DESCRIPTION OF THE TASK — The reply should return the data in full, exactly as written.

Saved entries —
'''

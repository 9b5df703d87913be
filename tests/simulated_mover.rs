mod common;

use std::sync::Arc;
use std::time::Duration;

use common::*;
use serde_json::json;
use snapmover::adapters::SimulatedDataMover;
use snapmover::core::models::{Phase, StoredObject};
use snapmover::core::registry::{
    KindDescriptor, REPLICATION_DESTINATION, REPLICATION_SOURCE, VOLUME_SNAPSHOT,
    VOLUME_SNAPSHOT_CONTENT,
};
use snapmover::core::store::ResourceStore;
use tokio_util::sync::CancellationToken;

fn trigger(kind: &str, name: &str) -> StoredObject {
    StoredObject::new(kind, Some(PROTECTED_NS), name).with_spec(json!({
        "trigger": { "manual": name },
        "restic": { "destinationPVC": "r1-pvc" },
    }))
}

/// Poll until the trigger reports a finished run.
async fn finished(store: &dyn ResourceStore, kind: &KindDescriptor, name: &str) -> StoredObject {
    tokio::time::timeout(Duration::from_secs(5), async {
        loop {
            let obj = store.get(kind, Some(PROTECTED_NS), name).await.unwrap();
            if obj.status_str("lastSyncTime").is_some() {
                return obj;
            }
            tokio::time::sleep(Duration::from_millis(10)).await;
        }
    })
    .await
    .expect("transfer did not finish")
}

#[tokio::test]
async fn test_simulated_backup_run_succeeds() {
    let h = Harness::new(10);
    let store: Arc<dyn ResourceStore> = h.store.clone();
    let (mover, _sim) = SimulatedDataMover::new(store.clone(), Duration::ZERO);
    let shutdown = CancellationToken::new();
    let task = tokio::spawn(mover.run(shutdown.clone()));

    store
        .create(trigger(REPLICATION_SOURCE.kind, "b1-rep-src"))
        .await
        .unwrap();
    let obj = finished(store.as_ref(), &REPLICATION_SOURCE, "b1-rep-src").await;
    assert_eq!(obj.status_str("lastManualSync"), Some("b1-rep-src"));
    assert_eq!(obj.status_str("latestMoverStatus.result"), Some("Successful"));
    assert!(obj.status_str("lastSyncStartTime").is_some());

    shutdown.cancel();
    task.await.unwrap();
}

#[tokio::test]
async fn test_simulated_restore_produces_bound_snapshot() {
    let h = Harness::new(10);
    let store: Arc<dyn ResourceStore> = h.store.clone();
    let (mover, _sim) = SimulatedDataMover::new(store.clone(), Duration::ZERO);
    let shutdown = CancellationToken::new();
    let task = tokio::spawn(mover.run(shutdown.clone()));

    store
        .create(trigger(REPLICATION_DESTINATION.kind, "r1-rep-dest"))
        .await
        .unwrap();
    let obj = finished(store.as_ref(), &REPLICATION_DESTINATION, "r1-rep-dest").await;
    assert_eq!(obj.status_str("latestImage.name"), Some("r1-rep-dest-image"));

    let snapshot = store
        .get(&VOLUME_SNAPSHOT, Some(PROTECTED_NS), "r1-rep-dest-image")
        .await
        .unwrap();
    assert_eq!(
        snapshot.status_str("boundVolumeSnapshotContentName"),
        Some("r1-rep-dest-image-content")
    );
    let content = store
        .get(&VOLUME_SNAPSHOT_CONTENT, None, "r1-rep-dest-image-content")
        .await
        .unwrap();
    assert_eq!(
        content.status_str("snapshotHandle"),
        Some("sim-r1-rep-dest-image-content")
    );

    shutdown.cancel();
    task.await.unwrap();
}

#[tokio::test]
async fn test_injected_failure_fails_the_job() {
    let h = Harness::new(10);
    let store: Arc<dyn ResourceStore> = h.store.clone();
    let (mover, sim) = SimulatedDataMover::new(store.clone(), Duration::ZERO);
    sim.fail_next("b1-rep-src", "repository locked");
    let shutdown = CancellationToken::new();
    let task = tokio::spawn(mover.run(shutdown.clone()));

    create_backup(&h, "b1").await;
    h.backups.reconcile(&key("b1")).await.unwrap();
    let obj = finished(store.as_ref(), &REPLICATION_SOURCE, "b1-rep-src").await;
    assert_eq!(obj.status_str("latestMoverStatus.result"), Some("Failed"));

    h.backups.reconcile(&key("b1")).await.unwrap();
    let job = h.backup("b1").await.unwrap();
    assert_eq!(job.status.phase, Some(Phase::PartiallyFailed));

    shutdown.cancel();
    task.await.unwrap();
}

'''

EXPECTED OUTPUT —
repository 9b5df703d87913be
filename tests/simulated_mover.rs
mod common;

use std::sync::Arc;
use std::time::Duration;

use common::*;
use serde_json::json;
use snapmover::adapters::SimulatedDataMover;
use snapmover::core::models::{Phase, StoredObject};
use snapmover::core::registry::{
    KindDescriptor, REPLICATION_DESTINATION, REPLICATION_SOURCE, VOLUME_SNAPSHOT,
    VOLUME_SNAPSHOT_CONTENT,
};
use snapmover::core::store::ResourceStore;
use tokio_util::sync::CancellationToken;

fn trigger(kind: &str, name: &str) -> StoredObject {
    StoredObject::new(kind, Some(PROTECTED_NS), name).with_spec(json!({
        "trigger": { "manual": name },
        "restic": { "destinationPVC": "r1-pvc" },
    }))
}

/// Poll until the trigger reports a finished run.
async fn finished(store: &dyn ResourceStore, kind: &KindDescriptor, name: &str) -> StoredObject {
    tokio::time::timeout(Duration::from_secs(5), async {
        loop {
            let obj = store.get(kind, Some(PROTECTED_NS), name).await.unwrap();
            if obj.status_str("lastSyncTime").is_some() {
                return obj;
            }
            tokio::time::sleep(Duration::from_millis(10)).await;
        }
    })
    .await
    .expect("transfer did not finish")
}

#[tokio::test]
async fn test_simulated_backup_run_succeeds() {
    let h = Harness::new(10);
    let store: Arc<dyn ResourceStore> = h.store.clone();
    let (mover, _sim) = SimulatedDataMover::new(store.clone(), Duration::ZERO);
    let shutdown = CancellationToken::new();
    let task = tokio::spawn(mover.run(shutdown.clone()));

    store
        .create(trigger(REPLICATION_SOURCE.kind, "b1-rep-src"))
        .await
        .unwrap();
    let obj = finished(store.as_ref(), &REPLICATION_SOURCE, "b1-rep-src").await;
    assert_eq!(obj.status_str("lastManualSync"), Some("b1-rep-src"));
    assert_eq!(obj.status_str("latestMoverStatus.result"), Some("Successful"));
    assert!(obj.status_str("lastSyncStartTime").is_some());

    shutdown.cancel();
    task.await.unwrap();
}

#[tokio::test]
async fn test_simulated_restore_produces_bound_snapshot() {
    let h = Harness::new(10);
    let store: Arc<dyn ResourceStore> = h.store.clone();
    let (mover, _sim) = SimulatedDataMover::new(store.clone(), Duration::ZERO);
    let shutdown = CancellationToken::new();
    let task = tokio::spawn(mover.run(shutdown.clone()));

    store
        .create(trigger(REPLICATION_DESTINATION.kind, "r1-rep-dest"))
        .await
        .unwrap();
    let obj = finished(store.as_ref(), &REPLICATION_DESTINATION, "r1-rep-dest").await;
    assert_eq!(obj.status_str("latestImage.name"), Some("r1-rep-dest-image"));

    let snapshot = store
        .get(&VOLUME_SNAPSHOT, Some(PROTECTED_NS), "r1-rep-dest-image")
        .await
        .unwrap();
    assert_eq!(
        snapshot.status_str("boundVolumeSnapshotContentName"),
        Some("r1-rep-dest-image-content")
    );
    let content = store
        .get(&VOLUME_SNAPSHOT_CONTENT, None, "r1-rep-dest-image-content")
        .await
        .unwrap();
    assert_eq!(
        content.status_str("snapshotHandle"),
        Some("sim-r1-rep-dest-image-content")
    );

    shutdown.cancel();
    task.await.unwrap();
}

#[tokio::test]
async fn test_injected_failure_fails_the_job() {
    let h = Harness::new(10);
    let store: Arc<dyn ResourceStore> = h.store.clone();
    let (mover, sim) = SimulatedDataMover::new(store.clone(), Duration::ZERO);
    sim.fail_next("b1-rep-src", "repository locked");
    let shutdown = CancellationToken::new();
    let task = tokio::spawn(mover.run(shutdown.clone()));

    create_backup(&h, "b1").await;
    h.backups.reconcile(&key("b1")).await.unwrap();
    let obj = finished(store.as_ref(), &REPLICATION_SOURCE, "b1-rep-src").await;
    assert_eq!(obj.status_str("latestMoverStatus.result"), Some("Failed"));

    h.backups.reconcile(&key("b1")).await.unwrap();
    let job = h.backup("b1").await.unwrap();
    assert_eq!(job.status.phase, Some(Phase::PartiallyFailed));

    shutdown.cancel();
    task.await.unwrap();
}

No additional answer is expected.